A friend’s twenty-year-old daughter has made a series of terrible choices. Always headstrong, she began sneaking out of their Christian home in her early teens. First pregnant at fifteen, she’s now carrying her third child. All three children share the same father, but she divorced from, was jailed because of, and now lives with this absentee father. While in jail she swore she’d change her ways, but now it’s back to business as usual, depending on extended family to support her ex-husband, herself, and their children. Should the family temporarily cut her off and force real-world consequences for her actions, or allow her to keep using them? I have a forty-year old cousin who still depends on family for money, when he’s not in jail. I wish someone had shown him “tough-love”. How does one Biblically define “compassion” for souls so thirsty that they simply drink from anyone nearby?
A Concerned Friend
I have a relative I wish had been shown tough love, too. Maybe she wouldn’t be pregnant out of wedlock and living with her boyfriend’s family if someone had taught her early on she can’t go through life screaming and manipulating people until she gets her own way.
You hit on part of the problem, in our culture, love has gotten misunderstood. People define love as a biological process, physical attraction, and a blind acceptance that denies the reality of sin, offering a compassion that tends to a person’s physical needs, completely indifferent to their spiritual condition, or worse, patting them on the head and telling them it’s okay, come as you are–and stay as you are. But Christ didn’t die so we could stay enslaved to sin and go to Heaven anyway. He didn’t die to merely wipe out the law so we could do whatever the heck we want. He died so we could be forgiven for our sins–and set free from sin.
Many today don’t want to deal with this, but the fact is, something is required of us–repentance. That simply means we have to decide we don’t like sin and we want to be free from it, rather than we like sin and we want someone to pay the penalty of it so we can go on sinning and not suffer the consequences. Persons who teach the latter heap damnation to themselves and all who follow them, as you cannot have Christ as Savior without Christ as Lord. Without Christ, it is impossible for man not to sin, apart from him, we can do nothing, but we can do all things in Christ, who strengthens us, and He who began this good work in us, shall carry it on to completion, in the very day of His return, amen. So let us eagerly run the race, not as one who has already apprehended, but trusting Him to do in us what we could do alone.
To put it another way, Christ died to set us free from sin, not to free us to sin.
With that established, the first job of a parent, then, is to bring their child to the place where they decide, not that they want someone to take the dive for them so they can keep on as they are without consequence, but that they want someone to pay the price for their freedom. The compassion we show them should reflect the later reality. If we show them a compassion that implies they can walk all over Jesus the same way they do us, we are doing them a disservice that will leave them to an eternity in Hell, as whether you will let yourself be mocked or not, God made clear in His word He most certainly will not.
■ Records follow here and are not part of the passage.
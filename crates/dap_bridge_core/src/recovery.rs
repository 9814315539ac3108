//! Prioritized error recovery for tool calls.
//!
//! Strategies are sorted once, highest priority first; the first one whose
//! predicate accepts `(error, context)` decides what happens next.

use std::collections::BTreeMap;
use std::sync::{Arc, Mutex, PoisonError};
use std::time::Duration;

use async_trait::async_trait;
use serde::Serialize;
use serde_json::{json, Value};
use tracing::{info, warn};

use crate::config::RecoveryConfig;
use crate::mapping::timestamp_millis;
use crate::session::SessionManager;
use crate::types::ToolOutput;
use crate::{BridgeError, ErrorKind};

pub const RECONNECT_PRIORITY: u32 = 100;
pub const TIMEOUT_RETRY_PRIORITY: u32 = 80;
pub const PARAMETER_CORRECTION_PRIORITY: u32 = 60;
pub const DEGRADATION_PRIORITY: u32 = 40;

#[derive(Debug, Clone, PartialEq, Serialize)]
#[serde(rename_all = "camelCase")]
pub struct ErrorContext {
    pub request_id: String,
    pub session_id: Option<String>,
    pub tool_name: String,
    pub retry_count: u32,
    pub original_arguments: Value,
    pub timestamp: u64,
}

impl ErrorContext {
    pub fn new(request_id: impl Into<String>, tool_name: impl Into<String>, arguments: Value) -> Self {
        Self {
            request_id: request_id.into(),
            session_id: None,
            tool_name: tool_name.into(),
            retry_count: 0,
            original_arguments: arguments,
            timestamp: timestamp_millis(),
        }
    }

    pub fn with_session(mut self, session_id: Option<String>) -> Self {
        self.session_id = session_id;
        self
    }

    pub fn with_retry_count(mut self, retry_count: u32) -> Self {
        self.retry_count = retry_count;
        self
    }
}

#[derive(Debug, Clone, PartialEq)]
pub enum RecoveryOutcome {
    /// Run the call again after `delay`, with corrected arguments when given.
    Retry {
        delay: Duration,
        arguments: Option<Value>,
    },
    /// Answer the caller with this result instead of an error.
    Fallback(ToolOutput),
    Surface(BridgeError),
}

#[async_trait]
pub trait RecoveryStrategy: Send + Sync {
    fn name(&self) -> &'static str;
    fn priority(&self) -> u32;
    fn applies(&self, error: &BridgeError, context: &ErrorContext) -> bool;
    async fn recover(&self, error: &BridgeError, context: &ErrorContext) -> RecoveryOutcome;
}

/// Rebuilds a session whose adapter connection dropped.
pub struct SessionReconnection {
    sessions: Arc<SessionManager>,
    max_attempts: u32,
    delay: Duration,
}

#[async_trait]
impl RecoveryStrategy for SessionReconnection {
    fn name(&self) -> &'static str {
        "session_reconnection"
    }

    fn priority(&self) -> u32 {
        RECONNECT_PRIORITY
    }

    fn applies(&self, error: &BridgeError, context: &ErrorContext) -> bool {
        matches!(error.kind(), ErrorKind::Adapter | ErrorKind::Connection)
            && error.indicates_dropped_connection()
            && context.retry_count < self.max_attempts
            && context.session_id.is_some()
    }

    async fn recover(&self, error: &BridgeError, context: &ErrorContext) -> RecoveryOutcome {
        let Some(session_id) = context.session_id.as_deref() else {
            return RecoveryOutcome::Surface(error.clone());
        };
        match self.sessions.restore_connection(session_id).await {
            Ok(_) => RecoveryOutcome::Retry {
                delay: self.delay,
                arguments: None,
            },
            Err(e) => {
                warn!(session_id, "Reconnection failed: {}", e);
                RecoveryOutcome::Surface(error.clone())
            }
        }
    }
}

pub struct TimeoutRetry {
    max_retries: u32,
    base: Duration,
    cap: Duration,
}

impl TimeoutRetry {
    /// `min(base * 2^retry, cap)`.
    pub fn backoff_delay(&self, retry_count: u32) -> Duration {
        let factor = 2_u32.saturating_pow(retry_count);
        self.base.saturating_mul(factor).min(self.cap)
    }
}

#[async_trait]
impl RecoveryStrategy for TimeoutRetry {
    fn name(&self) -> &'static str {
        "timeout_retry"
    }

    fn priority(&self) -> u32 {
        TIMEOUT_RETRY_PRIORITY
    }

    fn applies(&self, error: &BridgeError, context: &ErrorContext) -> bool {
        error.kind() == ErrorKind::Timeout && context.retry_count < self.max_retries
    }

    async fn recover(&self, _error: &BridgeError, context: &ErrorContext) -> RecoveryOutcome {
        RecoveryOutcome::Retry {
            delay: self.backoff_delay(context.retry_count),
            arguments: None,
        }
    }
}

/// Fills in a missing session or thread id and retries.
pub struct ParameterCorrection {
    sessions: Arc<SessionManager>,
    max_corrections: u32,
    default_thread_id: i64,
}

const CORRECTABLE_FIELDS: [&str; 2] = ["sessionId", "threadId"];

#[async_trait]
impl RecoveryStrategy for ParameterCorrection {
    fn name(&self) -> &'static str {
        "parameter_correction"
    }

    fn priority(&self) -> u32 {
        PARAMETER_CORRECTION_PRIORITY
    }

    fn applies(&self, error: &BridgeError, context: &ErrorContext) -> bool {
        error.kind() == ErrorKind::Validation
            && context.retry_count < self.max_corrections
            && error
                .invalid_field()
                .is_some_and(|field| CORRECTABLE_FIELDS.contains(&field))
    }

    async fn recover(&self, error: &BridgeError, context: &ErrorContext) -> RecoveryOutcome {
        let mut arguments = match &context.original_arguments {
            Value::Object(map) => map.clone(),
            _ => serde_json::Map::new(),
        };

        match error.invalid_field() {
            Some("sessionId") => {
                let session_id = match &context.session_id {
                    Some(id) => Some(id.clone()),
                    None => self
                        .sessions
                        .most_recent_session()
                        .await
                        .map(|s| s.id().to_string()),
                };
                let Some(session_id) = session_id else {
                    return RecoveryOutcome::Surface(error.clone());
                };
                arguments.insert("sessionId".into(), json!(session_id));
            }
            Some("threadId") => {
                let stopped = match context.session_id.as_deref() {
                    Some(id) => match self.sessions.get_session(id).await {
                        Ok(session) => session.last_stopped_thread().await,
                        Err(_) => None,
                    },
                    None => None,
                };
                arguments.insert("threadId".into(), json!(stopped.unwrap_or(self.default_thread_id)));
            }
            _ => return RecoveryOutcome::Surface(error.clone()),
        }

        RecoveryOutcome::Retry {
            delay: Duration::ZERO,
            arguments: Some(Value::Object(arguments)),
        }
    }
}

pub struct GracefulDegradation;

#[async_trait]
impl RecoveryStrategy for GracefulDegradation {
    fn name(&self) -> &'static str {
        "graceful_degradation"
    }

    fn priority(&self) -> u32 {
        DEGRADATION_PRIORITY
    }

    fn applies(&self, error: &BridgeError, _context: &ErrorContext) -> bool {
        error.kind() == ErrorKind::Unsupported
    }

    async fn recover(&self, error: &BridgeError, context: &ErrorContext) -> RecoveryOutcome {
        RecoveryOutcome::Fallback(ToolOutput::text(format!(
            "'{}' is not available here ({}). The debug session was left unchanged.",
            context.tool_name, error
        )))
    }
}

#[derive(Debug, Clone, PartialEq, Serialize)]
#[serde(rename_all = "camelCase")]
pub struct RecordedError {
    pub kind: ErrorKind,
    pub message: String,
    pub tool_name: String,
    pub session_id: Option<String>,
    pub retry_count: u32,
    pub timestamp: u64,
}

#[derive(Debug, Clone, Default, PartialEq, Serialize)]
#[serde(rename_all = "camelCase")]
pub struct RecoveryStats {
    pub total: u64,
    pub by_kind: BTreeMap<ErrorKind, u64>,
    pub by_tool: BTreeMap<String, u64>,
    pub last_error: Option<RecordedError>,
}

pub struct ErrorRecovery {
    strategies: Vec<Box<dyn RecoveryStrategy>>,
    stats: Mutex<RecoveryStats>,
}

impl ErrorRecovery {
    /// The standard chain: reconnect, timeout retry, parameter correction,
    /// degradation.
    pub fn new(config: &RecoveryConfig, sessions: Arc<SessionManager>) -> Self {
        Self::with_strategies(vec![
            Box::new(SessionReconnection {
                sessions: sessions.clone(),
                max_attempts: config.max_reconnect_attempts,
                delay: config.reconnect_delay,
            }),
            Box::new(TimeoutRetry {
                max_retries: config.max_timeout_retries,
                base: config.backoff_base,
                cap: config.backoff_cap,
            }),
            Box::new(ParameterCorrection {
                sessions,
                max_corrections: config.max_parameter_corrections,
                default_thread_id: config.default_thread_id,
            }),
            Box::new(GracefulDegradation),
        ])
    }

    pub fn with_strategies(mut strategies: Vec<Box<dyn RecoveryStrategy>>) -> Self {
        strategies.sort_by_key(|s| std::cmp::Reverse(s.priority()));
        Self {
            strategies,
            stats: Mutex::new(RecoveryStats::default()),
        }
    }

    pub fn strategy_names(&self) -> Vec<&'static str> {
        self.strategies.iter().map(|s| s.name()).collect()
    }

    pub fn select(&self, error: &BridgeError, context: &ErrorContext) -> Option<&dyn RecoveryStrategy> {
        self.strategies
            .iter()
            .find(|s| s.applies(error, context))
            .map(|s| s.as_ref())
    }

    /// Record `error` and let the first applicable strategy decide.
    pub async fn handle(&self, error: BridgeError, context: &ErrorContext) -> RecoveryOutcome {
        self.record(&error, context);

        match self.select(&error, context) {
            Some(strategy) => {
                info!(
                    strategy = strategy.name(),
                    tool = %context.tool_name,
                    retry = context.retry_count,
                    "Recovering from {} error: {}",
                    error.kind(),
                    error
                );
                strategy.recover(&error, context).await
            }
            None => RecoveryOutcome::Surface(error),
        }
    }

    pub fn stats(&self) -> RecoveryStats {
        self.stats.lock().unwrap_or_else(PoisonError::into_inner).clone()
    }

    pub fn reset_stats(&self) {
        *self.stats.lock().unwrap_or_else(PoisonError::into_inner) = RecoveryStats::default();
    }

    fn record(&self, error: &BridgeError, context: &ErrorContext) {
        let mut stats = self.stats.lock().unwrap_or_else(PoisonError::into_inner);
        stats.total += 1;
        *stats.by_kind.entry(error.kind()).or_default() += 1;
        *stats.by_tool.entry(context.tool_name.clone()).or_default() += 1;
        stats.last_error = Some(RecordedError {
            kind: error.kind(),
            message: error.to_string(),
            tool_name: context.tool_name.clone(),
            session_id: context.session_id.clone(),
            retry_count: context.retry_count,
            timestamp: timestamp_millis(),
        });
    }
}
So what is compassion? Love. I’m sure you know the list, “Love is patient, love is kind, it does not envy, it does not boast, it is not proud, it is not rude, it is not self-seeking. It is not easily angered, it keeps no record of wrongs. It rejoices not in evil, but rejoices in the truth. It bears all things, believes all things, hopes all things, endures all things. Love never fails.”
A hard list, indeed. Love them no matter what they do, but love, true love, does not lie. It does not offer the false hope of rejoicing in–or accepting–the evil in their lives. And it certainly does not enable them to continue sinning. That is the first question to ask yourself before reaching out to tend a physical need. Will your action draw this person closer to the Lord and bring them to repentance, or will they take your gift and use it to keep on rebelling against the Lord? If you know the later to be the case with any reasonable certitude, the only truly compassionate thing to do is to not reach out and relieve their physical pain–lest you interfere with God’s efforts to draw them back to Him and by your actions end up leaving them to the pain of eternity separated from God.
In this case in particular, you need to consider the welfare of her children, their grandchildren. This does not sound like a particularly healthy environment for them. No doubt she would hate them all the more, but they should pray about whether they should intervene in those children’s lives and take steps to take them out of a bad situation. In short, I’d recommend, if at all feasible, the daughter and hubby leave–the children stay. Those babies should not have to suffer for their mother’s sins–yet in this world, as scripture observes, so many do suffer, until even the fourth generation. Love them, and their mother–but don’t enable her to keep on sinning and inevitably hurting her children in the process. Our relatives certainly won’t feel loved when we stop enabling them, but love is far more than a warm fuzzy feeling. Our Lord Jesus Christ didn’t submit to the cross just so we could continue in sin, and neither should we place temporary comfort over eternity.